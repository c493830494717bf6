//! # Pull API
//!
//! - `GET /api/v1/pull` — bundle of every application at latest.
//! - `GET /api/v1/pull/:version` — bundle at a frozen version (or `latest`).
//! - `GET /api/v1/pull/:version/:app_name` — one artifact.
//!
//! Bodies are streamed from disk. Single artifacts carry their digest in
//! `X-Content-Hash` so the client can verify what it wrote.

use axum::body::Body;
use axum::extract::{Path, State};
use axum::http::{header, HeaderName, Response};
use axum::routing::get;
use axum::Router;
use heleus_core::wire::{APK_MIME, CONTENT_HASH_HEADER};
use heleus_core::{AppName, VersionSelector};
use tokio_util::io::ReaderStream;

use crate::error::AppError;
use crate::routes::{attachment, header_value};
use crate::state::AppState;

/// Build the pull router.
pub fn router() -> Router<AppState> {
    Router::new()
        .route("/api/v1/pull", get(pull_latest_bundle))
        .route("/api/v1/pull/:version", get(pull_bundle))
        .route("/api/v1/pull/:version/:app_name", get(pull_artifact))
}

/// GET /api/v1/pull — Bundle of every application's latest artifact.
async fn pull_latest_bundle(State(state): State<AppState>) -> Result<Response<Body>, AppError> {
    bundle_response(&state, VersionSelector::Latest).await
}

/// GET /api/v1/pull/:version — Bundle at a version.
async fn pull_bundle(
    State(state): State<AppState>,
    Path(version): Path<String>,
) -> Result<Response<Body>, AppError> {
    let version = VersionSelector::parse(&version)?;
    bundle_response(&state, version).await
}

/// GET /api/v1/pull/:version/:app_name — One application's artifact at a version.
async fn pull_artifact(
    State(state): State<AppState>,
    Path((version, app_name)): Path<(String, String)>,
) -> Result<Response<Body>, AppError> {
    let version = VersionSelector::parse(&version)?;
    let app = AppName::new(app_name)?;
    let download = state.repository.pull_artifact(&version, &app).await?;
    let artifact = download.artifact.artifact;

    tracing::debug!(app = %app, version = %version, hash = %artifact.digest, "serving artifact");
    Response::builder()
        .header(header::CONTENT_TYPE, APK_MIME)
        .header(header::CONTENT_LENGTH, artifact.size_bytes)
        .header(
            header::CONTENT_DISPOSITION,
            attachment(&app.artifact_filename())?,
        )
        .header(
            HeaderName::from_static(CONTENT_HASH_HEADER),
            header_value(&artifact.digest.to_hex())?,
        )
        .body(Body::from_stream(ReaderStream::new(download.artifact.file)))
        .map_err(|e| AppError::Internal(format!("failed to build response: {e}")))
}

async fn bundle_response(
    state: &AppState,
    version: VersionSelector,
) -> Result<Response<Body>, AppError> {
    let download = state.repository.pull_bundle(&version).await?;
    let file = tokio::fs::File::from_std(download.bundle.file);

    Response::builder()
        .header(header::CONTENT_TYPE, "application/zip")
        .header(header::CONTENT_LENGTH, download.bundle.size_bytes)
        .header(
            header::CONTENT_DISPOSITION,
            attachment(&format!("heleus-{version}.zip"))?,
        )
        .body(Body::from_stream(ReaderStream::new(file)))
        .map_err(|e| AppError::Internal(format!("failed to build response: {e}")))
}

WHAT THE TASK ASKS: Reply with one number, the count of lines in the preceding listing that hold the string "axum".

ANSWER: 5